I have trouble to be clear in my request so my apologies for the long
text...
The tool I am developing is a classical data-analysis workflow. Ideally,
all the program's configurations are located in a single .cfg file which
I parse with ConfigObg. The file contains I/O informations
(path_to_input, path_to_output) as well as internal options
(use_this_function, dont_use_this_one, function1_paramx = y), etc...
Currently, my program is a "super-object" which is initialized once and
work schematically as follows:
main():
obj = init_superobj(config file)
obj.preprocess()
obj.process()
obj.write()
the superobj init routine parses the config files and reads the input data.
and a processing step can be, for example:
def process():
if self.configfile.as_bool('do_funcion1'):
params = config.parse_function1_params()
call_function1(self.data, params)
if self.configfile.as_bool('do_funcion2'):
params = config.parse_function2_params()
call_function2(self.data2, params)
The functions themselves do not know about the superobject or about the
configfile. They are "standalone" functions which take data and
parameters as input and produce output with it. I thought that the
standalone functions will be clearer and easier to maintain, since they
do not rely on some external data structure such as the configobj or
anything.
BUT, my "problem" is that several options really are "universal" options
to the program, such as the output directory for example. This
information (where to write their results) is given to most of the
functions as parameter.
So I had the idea to define a super-object which parses the config file
and input data and is given as a single parameter to the processing
functions, and the functions take the information they need from it.

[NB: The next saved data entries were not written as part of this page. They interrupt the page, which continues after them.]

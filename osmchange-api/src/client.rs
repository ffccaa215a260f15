//! Changeset operations against the OSM API v0.6.
//!
//! Each operation is one blocking round trip through a [`SignedTransport`].
//! Nothing is retried. Any status other than 200 becomes
//! [`ClientError::Api`] carrying the upstream status and body verbatim.

use std::num::ParseIntError;

use log::debug;
use osmchange_core::{ChangesetMetadata, OsmChange, XmlError};
use thiserror::Error;
use url::Url;

use crate::transport::{
    Method, SignedRequest, SignedTransport, TransportError, TransportResponse,
};

/// Development API server used when no base URL is configured.
pub const DEFAULT_API_URL: &str = "https://api06.dev.openstreetmap.org/";

const STATUS_OK: u16 = 200;

/// Errors raised by [`OsmApiClient`].
#[derive(Debug, Error)]
pub enum ClientError {
    /// The server answered with a status other than 200.
    #[error("API request failed with status {status}: {body}")]
    Api {
        /// HTTP status code.
        status: u16,
        /// Response body as returned by the server.
        body: String,
    },
    /// The transport could not complete the round trip.
    #[error(transparent)]
    Transport(TransportError),
    /// The changeset has no server id, so no endpoint can be addressed.
    #[error("changeset has not been created on the server")]
    UnassignedChangeset,
    /// A create response body was not a decimal changeset id.
    #[error("server returned an invalid changeset id {body:?}")]
    InvalidChangesetId {
        /// Body of the create response.
        body: String,
        /// Parse failure.
        #[source]
        source: ParseIntError,
    },
    /// An endpoint URL could not be formed.
    #[error("invalid API URL: {0}")]
    Url(#[from] url::ParseError),
    /// A request body could not be rendered.
    #[error(transparent)]
    Xml(#[from] XmlError),
}

/// Client for the changeset create, upload and close endpoints.
///
/// # Examples
///
/// ```
/// use osmchange_api::OsmApiClient;
/// use osmchange_api::test_support::StubTransport;
///
/// let transport = StubTransport::new().respond(200, "1001").respond(200, "");
/// let client = OsmApiClient::from_base_url("https://example.test/", &transport)?;
///
/// let changeset = client.create_changeset("docs", "example")?;
/// assert_eq!(changeset.id(), Some(1001));
/// client.close_changeset(&changeset)?;
/// # Ok::<(), Box<dyn std::error::Error>>(())
/// ```
#[derive(Debug)]
pub struct OsmApiClient<T> {
    base_url: Url,
    transport: T,
}

impl<T: SignedTransport> OsmApiClient<T> {
    /// Create a client rooted at `base_url`.
    ///
    /// A missing trailing slash is added so endpoint paths join beneath the
    /// base rather than replacing its last segment.
    pub fn new(mut base_url: Url, transport: T) -> Self {
        if !base_url.path().ends_with('/') {
            let path = format!("{}/", base_url.path());
            base_url.set_path(&path);
        }
        Self {
            base_url,
            transport,
        }
    }

    /// Parse `base_url` and create a client rooted at it.
    ///
    /// # Errors
    ///
    /// Returns [`ClientError::Url`] if `base_url` does not parse.
    pub fn from_base_url(base_url: &str, transport: T) -> Result<Self, ClientError> {
        Ok(Self::new(Url::parse(base_url)?, transport))
    }

    /// Create a client against [`DEFAULT_API_URL`].
    ///
    /// # Errors
    ///
    /// Returns [`ClientError::Url`] if the default URL does not parse.
    pub fn with_default_url(transport: T) -> Result<Self, ClientError> {
        Self::from_base_url(DEFAULT_API_URL, transport)
    }

    /// The normalised base URL.
    #[must_use]
    pub const fn base_url(&self) -> &Url {
        &self.base_url
    }

    /// The underlying transport.
    #[must_use]
    pub const fn transport(&self) -> &T {
        &self.transport
    }

    /// Open a new changeset and return its metadata with the server id set.
    ///
    /// # Errors
    ///
    /// Returns [`ClientError::Api`] on a non-200 response,
    /// [`ClientError::InvalidChangesetId`] if the body is not an id, and
    /// [`ClientError::Transport`] if the round trip fails.
    pub fn create_changeset(
        &self,
        created_by: impl Into<String>,
        comment: impl Into<String>,
    ) -> Result<ChangesetMetadata, ClientError> {
        let mut changeset = ChangesetMetadata::new(created_by, comment);
        self.open_changeset(&mut changeset)?;
        Ok(changeset)
    }

    /// Open `changeset` on the server and record the assigned id.
    ///
    /// The id is left untouched when the request fails.
    ///
    /// # Errors
    ///
    /// As for [`OsmApiClient::create_changeset`].
    pub fn open_changeset(&self, changeset: &mut ChangesetMetadata) -> Result<u64, ClientError> {
        let url = self.endpoint("api/0.6/changeset/create")?;
        let body = changeset.to_xml()?;
        debug!("creating changeset at {url}");
        let response = self.send(Method::Put, url, Some(body))?;
        let trimmed = response.body.trim();
        let id = trimmed
            .parse::<u64>()
            .map_err(|source| ClientError::InvalidChangesetId {
                body: response.body.clone(),
                source,
            })?;
        changeset.assign_id(id);
        debug!("created changeset {id}");
        Ok(id)
    }

    /// Close `changeset` on the server.
    ///
    /// # Errors
    ///
    /// Returns [`ClientError::UnassignedChangeset`] if the changeset has no
    /// id, [`ClientError::Api`] on a non-200 response and
    /// [`ClientError::Transport`] if the round trip fails.
    pub fn close_changeset(&self, changeset: &ChangesetMetadata) -> Result<(), ClientError> {
        let id = changeset.id().ok_or(ClientError::UnassignedChangeset)?;
        let url = self.endpoint(&format!("api/0.6/changeset/{id}/close"))?;
        debug!("closing changeset {id}");
        self.send(Method::Put, url, None)?;
        Ok(())
    }

    /// Upload `change` to its changeset and return the raw `diffResult`.
    ///
    /// # Errors
    ///
    /// Returns [`ClientError::UnassignedChangeset`] if the change's
    /// changeset has no id, [`ClientError::Xml`] if rendering fails,
    /// [`ClientError::Api`] on a non-200 response and
    /// [`ClientError::Transport`] if the round trip fails.
    pub fn diff_upload(&self, change: &OsmChange<'_>) -> Result<String, ClientError> {
        let id = change
            .changeset()
            .id()
            .ok_or(ClientError::UnassignedChangeset)?;
        let url = self.endpoint(&format!("api/0.6/changeset/{id}/upload"))?;
        let body = change.to_xml()?;
        debug!(
            "uploading {} elements to changeset {id} ({} bytes)",
            change.len(),
            body.len()
        );
        let response = self.send(Method::Post, url, Some(body))?;
        Ok(response.body)
    }

    fn endpoint(&self, path: &str) -> Result<Url, ClientError> {
        Ok(self.base_url.join(path)?)
    }

    fn send(
        &self,
        method: Method,
        url: Url,
        body: Option<String>,
    ) -> Result<TransportResponse, ClientError> {
        let response = self
            .transport
            .send(SignedRequest { method, url, body })
            .map_err(ClientError::Transport)?;
        if response.status != STATUS_OK {
            debug!("request failed with status {}", response.status);
            return Err(ClientError::Api {
                status: response.status,
                body: response.body,
            });
        }
        Ok(response)
    }
}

This is tempting because there is no need for refactoring when I decide
to change something in the config, but I am afraid that the program may
become unmaintainable by someone else than myself. Another possibility
would be at least to give all the functions access to the configfile.
To get to the point: is it good practice to give all elements of a
program access to the configfile and if yes, how is it done "properly"?
I hope at least someone will understand what I mean ;-)
Cheers and thanks,
Fabien
[toc] | [next] | [standalone]
| From | Ben Finney <ben+python@benfinney.id.au> |
|---|---|
| Date | 2014-08-09 22:17 +1000 |
| Message-ID | <mailman.12792.1407586666.18130.python-list@python.org> |
| In reply to | #75939 |
Fabien <fabien.maussion@gmail.com> writes:
> So I had the idea to define a super-object which parses the config
> file and input data and is given as a single parameter to the
> processing functions, and the functions take the information they need
> from it.
That's not a bad idea, you could do that without embarrassment.
A better technique, though, is to make use of modules as namespaces.
Have one module of your application be responsible for the configuration
of the application::
# app/config.py
import configparser
parser = configparser.ConfigParser()
parser.read("app.conf")
and import that module everywhere else that needs it::
# app/wibble.py
from . import config
def frobnicate():
do_something_with(config.foo)
By using an imported module, the functions don't need to be
parameterised by application-wide configuration; they can simply access
the module from the global scope and thereby get access to that module's
attributes.
> To get to the point: is it good practice to give all elements of a
> program access to the configfile and if yes, how is it done
> "properly"?
There should be an encapsulation of the responsibility for parsing and
organising the configuration options, and the rest of the application
should access it only via that encapsulation.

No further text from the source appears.